In 1881, Fr. Keon, parish priest of Fairview, had a “temporary” church built on the site of the present Church of Our Lady of Dolours. This was known as the “Wooden Church” and the structure previously served as a church in Berkeley Road, and earlier still in Glasthule. Despite its “temporary” character, this building (which became the Church of Our Lady of Dolours) was to serve the Glasnevin community for almost ninety years, being extended during its early years.
In 1912, Glasnevin became a parish with Father (later Canon) Dudley as its first Parish Priest. Born in 1852, Canon Dudley’s family had been settled in Dublin for 200 years (although he has been said to have described himself as being of Northern Ireland Protestant stock). Canon Dudley died in 1932, almost on the eve of the first Eucharistic Congress. In 1924, he set up a temporary Chapel to serve Drumcondra and this was replaced in 1941 by the present Corpus Christi Church.

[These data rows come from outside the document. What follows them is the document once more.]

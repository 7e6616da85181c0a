//! Payload normalization
//!
//! Clients send product payloads either as JSON or as multipart form fields.
//! List-valued fields (variants, tags, id lists) may arrive as native arrays
//! or as JSON-encoded strings, and scalars may arrive as strings. Everything
//! is decoded here into [`ProductPayload`] so the rest of the catalog only
//! sees typed values.

use serde_json::{Map, Value};

use crate::error::{CatalogError, FieldErrors};
use crate::models::{Dimensions, ImageDirectives};

/// 型だけ揃えた入力（値の妥当性は validator で検査）
#[derive(Debug, Clone, Default, PartialEq)]
pub struct ProductPayload {
    pub name: Option<String>,
    pub slug: Option<String>,
    pub description: Option<String>,
    pub short_description: Option<String>,
    pub category_id: Option<i64>,
    pub subcategory_id: Option<i64>,
    pub status: Option<String>,
    pub product_type: Option<String>,
    pub tax_rate: Option<f64>,
    pub cgst_rate: Option<f64>,
    pub sgst_rate: Option<f64>,
    pub igst_rate: Option<f64>,
    pub is_vegetarian: Option<bool>,
    pub display_order: Option<i64>,
    pub variants: Option<Vec<VariantPayload>>,
    pub delete_variant_ids: Vec<i64>,
    pub tags: Option<Vec<String>>,
    pub version: Option<i64>,
    pub images: ImageDirectives,
}

#[derive(Debug, Clone, Default, PartialEq)]
pub struct VariantPayload {
    pub id: Option<i64>,
    pub variant_name: Option<String>,
    pub sku: Option<String>,
    pub price: Option<f64>,
    pub sale_price: Option<f64>,
    pub discount_percentage: Option<f64>,
    pub weight: Option<f64>,
    pub weight_unit: Option<String>,
    pub dimensions: Option<Dimensions>,
    pub status: Option<String>,
    pub min_order_quantity: Option<i64>,
    pub max_order_quantity: Option<i64>,
    pub display_order: Option<i64>,
}

impl ProductPayload {
    /// JSON 値から入力を組み立てる。型が合わないフィールドはまとめてエラー
    pub fn from_value(value: &Value) -> Result<Self, CatalogError> {
        let obj = value
            .as_object()
            .ok_or_else(|| CatalogError::validation("payload", "payload must be an object"))?;

        let mut d = Decoder::default();
        let variants = d.list(obj, "variants").map(|items| {
            items
                .iter()
                .enumerate()
                .map(|(i, item)| d.variant(i, item))
                .collect::<Vec<_>>()
        });

        let payload = Self {
            name: d.string(obj, "name"),
            slug: d.string(obj, "slug"),
            description: d.string(obj, "description"),
            short_description: d.string(obj, "short_description"),
            category_id: d.integer(obj, "category_id"),
            subcategory_id: d.integer(obj, "subcategory_id"),
            status: d.string(obj, "status"),
            product_type: d.string(obj, "product_type"),
            tax_rate: d.number(obj, "tax_rate"),
            cgst_rate: d.number(obj, "cgst_rate"),
            sgst_rate: d.number(obj, "sgst_rate"),
            igst_rate: d.number(obj, "igst_rate"),
            is_vegetarian: d.boolean(obj, "is_vegetarian"),
            display_order: d.integer(obj, "display_order"),
            variants,
            delete_variant_ids: d.id_list(obj, "delete_variant_ids"),
            tags: d.string_list(obj, "tags"),
            version: d.integer(obj, "version"),
            images: ImageDirectives {
                image_ids: d.id_list(obj, "image_ids"),
                image_order: d.id_list(obj, "image_order"),
                primary_image_id: d.integer(obj, "primary_image_id"),
                keep_existing_images: d.boolean(obj, "keep_existing_images").unwrap_or(false),
                delete_all_images: d.boolean(obj, "delete_all_images").unwrap_or(false),
                delete_image_ids: d.id_list(obj, "delete_image_ids"),
            },
        };

        d.errors.into_result()?;
        Ok(payload)
    }
}

/// multipart のテキストフィールドを JSON オブジェクトにまとめる
///
/// `name[]` の繰り返しは配列に、同じキーの繰り返しは最後の値を採用する。
pub fn form_fields_to_value(fields: Vec<(String, String)>) -> Value {
    let mut obj = Map::new();
    for (key, text) in fields {
        if let Some(base) = key.strip_suffix("[]") {
            let entry = obj
                .entry(base.to_string())
                .or_insert_with(|| Value::Array(Vec::new()));
            match entry {
                Value::Array(items) => items.push(Value::String(text)),
                other => *other = Value::Array(vec![Value::String(text)]),
            }
        } else {
            obj.insert(key, Value::String(text));
        }
    }
    Value::Object(obj)
}

// ========================================
// Decoder
// ========================================

#[derive(Default)]
struct Decoder {
    errors: FieldErrors,
}

impl Decoder {
    fn variant(&mut self, index: usize, item: &Value) -> VariantPayload {
        let item = match item {
            Value::String(s) => serde_json::from_str::<Value>(s).unwrap_or(Value::Null),
            other => other.clone(),
        };
        let Some(obj) = item.as_object() else {
            self.errors.push(
                format!("variants.{index}"),
                format!("variant #{}: must be an object", index + 1),
            );
            return VariantPayload::default();
        };

        let mut scoped = Decoder::default();
        let variant = VariantPayload {
            id: scoped.integer(obj, "id"),
            variant_name: scoped.string(obj, "variant_name"),
            sku: scoped.string(obj, "sku"),
            price: scoped.number(obj, "price"),
            sale_price: scoped.number(obj, "sale_price"),
            discount_percentage: scoped.number(obj, "discount_percentage"),
            weight: scoped.number(obj, "weight"),
            weight_unit: scoped.string(obj, "weight_unit"),
            dimensions: scoped.dimensions(obj, "dimensions"),
            status: scoped.string(obj, "status"),
            min_order_quantity: scoped.integer(obj, "min_order_quantity"),
            max_order_quantity: scoped.integer(obj, "max_order_quantity"),
            display_order: scoped.integer(obj, "display_order"),
        };

        // "price" → "variants.0.price", メッセージに 1 始まりの番号を付ける
        for (field, messages) in scoped.errors {
            for message in messages {
                self.errors.push(
                    format!("variants.{index}.{field}"),
                    format!("variant #{}: {}", index + 1, message),
                );
            }
        }
        variant
    }

    fn string(&mut self, obj: &Map<String, Value>, key: &str) -> Option<String> {
        match obj.get(key)? {
            Value::Null => None,
            Value::String(s) if s.trim().is_empty() => None,
            Value::String(s) => Some(s.trim().to_string()),
            Value::Number(n) => Some(n.to_string()),
            _ => {
                self.errors.push(key, format!("{key} must be a string"));
                None
            }
        }
    }

    fn integer(&mut self, obj: &Map<String, Value>, key: &str) -> Option<i64> {
        match obj.get(key)? {
            Value::Null => None,
            Value::String(s) if s.trim().is_empty() => None,
            value => {
                let parsed = match value {
                    Value::Number(n) => n
                        .as_i64()
                        .or_else(|| n.as_f64().filter(|f| f.fract() == 0.0).map(|f| f as i64)),
                    Value::String(s) => s.trim().parse::<i64>().ok(),
                    _ => None,
                };
                if parsed.is_none() {
                    self.errors.push(key, format!("{key} must be an integer"));
                }
                parsed
            }
        }
    }

    fn number(&mut self, obj: &Map<String, Value>, key: &str) -> Option<f64> {
        match obj.get(key)? {
            Value::Null => None,
            Value::String(s) if s.trim().is_empty() => None,
            value => {
                let parsed = match value {
                    Value::Number(n) => n.as_f64(),
                    Value::String(s) => s.trim().parse::<f64>().ok(),
                    _ => None,
                }
                .filter(|f| f.is_finite());
                if parsed.is_none() {
                    self.errors.push(key, format!("{key} must be a number"));
                }
                parsed
            }
        }
    }

    fn boolean(&mut self, obj: &Map<String, Value>, key: &str) -> Option<bool> {
        match obj.get(key)? {
            Value::Null => None,
            Value::Bool(b) => Some(*b),
            Value::Number(n) => Some(n.as_f64().unwrap_or(0.0) != 0.0),
            Value::String(s) => match s.trim().to_lowercase().as_str() {
                "" => None,
                "1" | "true" | "on" | "yes" => Some(true),
                "0" | "false" | "off" | "no" => Some(false),
                _ => {
                    self.errors.push(key, format!("{key} must be a boolean"));
                    None
                }
            },
            _ => {
                self.errors.push(key, format!("{key} must be a boolean"));
                None
            }
        }
    }

    /// 配列 / JSON文字列 / 単一値 をすべて配列として扱う
    fn list(&mut self, obj: &Map<String, Value>, key: &str) -> Option<Vec<Value>> {
        match obj.get(key)? {
            Value::Null => None,
            Value::Array(items) => Some(flatten_encoded(items)),
            Value::String(s) => {
                let trimmed = s.trim();
                if trimmed.is_empty() {
                    return Some(Vec::new());
                }
                match serde_json::from_str::<Value>(trimmed) {
                    Ok(Value::Array(items)) => Some(items),
                    Ok(Value::Object(o)) => Some(vec![Value::Object(o)]),
                    Ok(scalar @ (Value::Number(_) | Value::String(_))) => Some(vec![scalar]),
                    // JSON でなければカンマ区切りとして扱う
                    _ if !trimmed.starts_with(['[', '{']) => Some(
                        trimmed
                            .split(',')
                            .map(str::trim)
                            .filter(|s| !s.is_empty())
                            .map(|s| Value::String(s.to_string()))
                            .collect(),
                    ),
                    _ => {
                        self.errors.push(key, format!("{key} must be a list"));
                        None
                    }
                }
            }
            scalar @ Value::Number(_) => Some(vec![scalar.clone()]),
            _ => {
                self.errors.push(key, format!("{key} must be a list"));
                None
            }
        }
    }

    fn id_list(&mut self, obj: &Map<String, Value>, key: &str) -> Vec<i64> {
        let Some(items) = self.list(obj, key) else {
            return Vec::new();
        };
        let mut ids = Vec::with_capacity(items.len());
        for item in items {
            let id = match &item {
                Value::Number(n) => n.as_i64(),
                Value::String(s) => s.trim().parse::<i64>().ok(),
                _ => None,
            };
            match id {
                Some(id) if !ids.contains(&id) => ids.push(id),
                Some(_) => {}
                None => self.errors.push(key, format!("{key} must contain only integer ids")),
            }
        }
        ids
    }

    fn string_list(&mut self, obj: &Map<String, Value>, key: &str) -> Option<Vec<String>> {
        let items = self.list(obj, key)?;
        let mut out = Vec::with_capacity(items.len());
        for item in items {
            match item {
                Value::String(s) => out.push(s.trim().to_string()),
                Value::Number(n) => out.push(n.to_string()),
                // {"name": "..."} 形式も受け付ける
                Value::Object(o) => match o.get("name").and_then(Value::as_str) {
                    Some(name) => out.push(name.trim().to_string()),
                    None => self.errors.push(key, format!("{key} must contain only names")),
                },
                _ => self.errors.push(key, format!("{key} must contain only names")),
            }
        }
        Some(out)
    }

    fn dimensions(&mut self, obj: &Map<String, Value>, key: &str) -> Option<Dimensions> {
        let value = match obj.get(key)? {
            Value::Null => return None,
            Value::String(s) if s.trim().is_empty() => return None,
            Value::String(s) => serde_json::from_str::<Value>(s).unwrap_or(Value::Null),
            other => other.clone(),
        };
        let Some(dims) = value.as_object() else {
            self.errors.push(key, format!("{key} must be an object"));
            return None;
        };

        let mut inner = Decoder::default();
        let length = inner.number(dims, "length");
        let width = inner.number(dims, "width");
        let height = inner.number(dims, "height");
        let unit = inner.string(dims, "unit").unwrap_or_else(|| "cm".to_string());

        match (length, width, height) {
            (Some(length), Some(width), Some(height)) if inner.errors.is_empty() => {
                Some(Dimensions { length, width, height, unit })
            }
            _ => {
                self.errors.push(
                    key,
                    format!("{key} requires numeric length, width and height"),
                );
                None
            }
        }
    }
}

/// ["[1,2]"] のように配列の中に JSON 文字列が入っているケースを展開
fn flatten_encoded(items: &[Value]) -> Vec<Value> {
    if let [Value::String(s)] = items {
        if let Ok(Value::Array(inner)) = serde_json::from_str::<Value>(s.trim()) {
            return inner;
        }
    }
    items.to_vec()
}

In addition to Canon Dudley the Parish Priests of Glasnevin have been:-
Denis Joseph Canon Dwyer (1932-1953), Fr. Michael Gleeson (1953-1958), Michael Canon Geraghty (1958-1973), Fr. John Kennedy (1973-1988), Fr.Hugh Daly (1988-2004), and Fr. Sean Mundow (2004-2013). Fr. Richard Sheehy 2013 – Administrator.
The temporary Church of Our Lady of Divine Grace in Ballygall was built in 1959, to be replaced by the present Church in 1988.
In 1969, the Wooden Church was demolished and the building of the present Church commenced soon after. While building was in progress, a temporary church was erected in the grounds of the Bon Secours Hospital.
The foundation stone of the present Church of our Lady of Dolours was placed in position by Archbishop John Charles McQuaid on March 25th 1971 and the newly built church was dedicated by Archbishop Dermot Ryan on March 5th 1972. The architect was Vincent Gallagher.
The Sanctuary Cross, which is suspended over the altar table, was painted by Patrick Pollen, and the Stations of the Cross, etched on tinted glass, are by Ronan Jacob.
Our Lady of Dolours Church was one of the first Catholic churches in Ireland to incorporate a community centre in its basement.
While the modern pyramid structure of the church may have given rise to some controversy when it was first built, it has very much become part of the sylvan and riverine landscape of Glasnevin village, and, of course the Meteorological Office situated at the top of the hill, somewhat echoes that architectural style.
In recent years, the benches in the nave have been replaced by chairs while the remainder of the Church has been refurbished with new benches. A new floor has been installed, and improvements have been effected to the lighting and heating of the church. Also, access to the church and the community centre has been improved.
Bíonn Aifreann i nGaeilge á cheiliúradh san Eaglais gach Domnach.
Besides the daily celebration in the Church of Mass, the regular celebration of baptisms, marriages, and funeral services, as well as the annual celebration of First holy communion and Confirmation ceremonies, a new liturgical feature in the parish calendar is the celebration of the “Do this in Memory” Mass during the school year for candidates for the First Holy Communion and their families.
O’Doherty, Tony, History of Glasnevin (Dublin, 2012).
Harrison, Fintan, Parish of Our Lady of Dolours, 1912-1987 (Dublin, 1987).